An epidemic is an outbreak of a disease that affects many people in a large area of a country. A pandemic affects people in multiple countries around the world.
The Most Recent Pandemics
According to the CDC (Centers for Disease Control and Prevention), there have been four flu pandemics since 1900.
- The most deadly pandemic since 1900 was the co-called "Spanish flu" of 1918. The outbreak is estimated to have killed 65,000 people in the United States and fifty million people around the world.
- In 1957, the "Asian flu" killed around 116,000 people in the United States and 1.1 million in the world.
- In 1968, the "Hong Kong flu" killed about 100,000 people in the U.S. and around a million people around the world.
- The last pandemic was in 2009. In the first year during which the virus circulated, an estimated 12,469 people in the United States died from the disease and between 151,700 and 575,400 people worldwide.
Researchers suspect that it's only a matter of time before another flu pandemic develops. This is one reason why understanding the disease and creating new and more effective ways of dealing with it are so important.
Subtypes and Strains of Flu Viruses
Influenza viruses have two important protein molecules on their surface. These proteins are hemagglutinin (HA) and neuraminidase (NA). On a page that was last updated in September, 2017, the CDC says that 18 versions of HA and 11 versions of NA exist. Some other sources give smaller numbers. Flu viruses are classified into subtypes based on the proteins that coat them.
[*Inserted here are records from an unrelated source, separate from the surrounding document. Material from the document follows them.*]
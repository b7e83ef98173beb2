//! Recording doubles for the crate's external collaborators.

use crate::{
    configuration::ScreenType,
    display::{Display, IdleStatus},
    voice::{MidiSink, MidiTransport, TrackSink, TriggerGain},
};
use std::vec::Vec;
use wmidi::{MidiMessage, Note};

/// Every MIDI message sent, in order.
#[derive(Debug, Default)]
pub struct MidiLog(pub Vec<MidiMessage<'static>>);

impl MidiSink for MidiLog {
    fn send(&mut self, message: MidiMessage<'static>) {
        self.0.push(message);
    }
}

impl MidiTransport<MidiLog> {
    /// Returns and forgets everything sent so far.
    pub fn take(&mut self) -> Vec<MidiMessage<'static>> {
        core::mem::take(&mut self.sink_mut().0)
    }
}

#[derive(Debug, PartialEq)]
pub enum BoardCommand {
    Gain(u16, TriggerGain),
    PlayPoly(u16),
    Loop(u16, bool),
    Fade(u16, TriggerGain, u16, bool),
    StopAll,
}

/// Every audio-trigger command sent, in order.
#[derive(Debug, Default)]
pub struct Board(pub Vec<BoardCommand>);

impl TrackSink for Board {
    fn track_gain(&mut self, track: u16, gain: TriggerGain) {
        self.0.push(BoardCommand::Gain(track, gain));
    }

    fn track_play_poly(&mut self, track: u16, _lock: bool) {
        self.0.push(BoardCommand::PlayPoly(track));
    }

    fn track_loop(&mut self, track: u16, enable: bool) {
        self.0.push(BoardCommand::Loop(track, enable));
    }

    fn track_fade(&mut self, track: u16, gain: TriggerGain, ms: u16, stop: bool) {
        self.0.push(BoardCommand::Fade(track, gain, ms, stop));
    }

    fn stop_all_tracks(&mut self) {
        self.0.push(BoardCommand::StopAll);
    }
}

#[derive(Debug, PartialEq)]
pub enum Screen {
    Play {
        note: Note,
        screen_type: ScreenType,
        redraw: bool,
    },
    Idle(IdleStatus),
}

/// Every screen drawn, in order.
#[derive(Debug, Default)]
pub struct Screens(pub Vec<Screen>);

impl Screens {
    pub fn last(&self) -> Option<&Screen> {
        self.0.last()
    }
}

impl Display for Screens {
    fn draw_play_screen(&mut self, note: Note, screen_type: ScreenType, redraw: bool) {
        self.0.push(Screen::Play {
            note,
            screen_type,
            redraw,
        });
    }

    fn print_idle_status(&mut self, status: &IdleStatus) {
        self.0.push(Screen::Idle(*status));
    }
}

/// A MIDI transport recording into memory.
pub fn midi() -> MidiTransport<MidiLog> {
    MidiTransport::new(MidiLog::default())
}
For example, influenza A subtype H3N2 has version three of the hemagglutinin protein and version two of the neuraminidase protein on its surface.
To complicate matters even further, each subtype of flu virus exists in the form of multiple strains. Strains are slightly different from one another genetically. The difference can be very significant with respect to disease symptoms and seriousness, however.
The relevance of the different subtypes and strains to human infections changes over time. New forms of the virus appear and old forms disappear as mutations occur. A flu vaccine may no longer work against a mutated virus or a new strain.
Although many different combinations of the HA and NA proteins are possible, viruses with only a few of the possible combinations circulate through the human population at any given time.— Baylor College of Medicine
Structure of a Virus
Viruses don't consist of cells. They are sometimes considered to be non-living because they can't reproduce without entering a cell and using its equipment to make new virus particles. Some scientists do consider viruses to be living organisms because they contain genes, however.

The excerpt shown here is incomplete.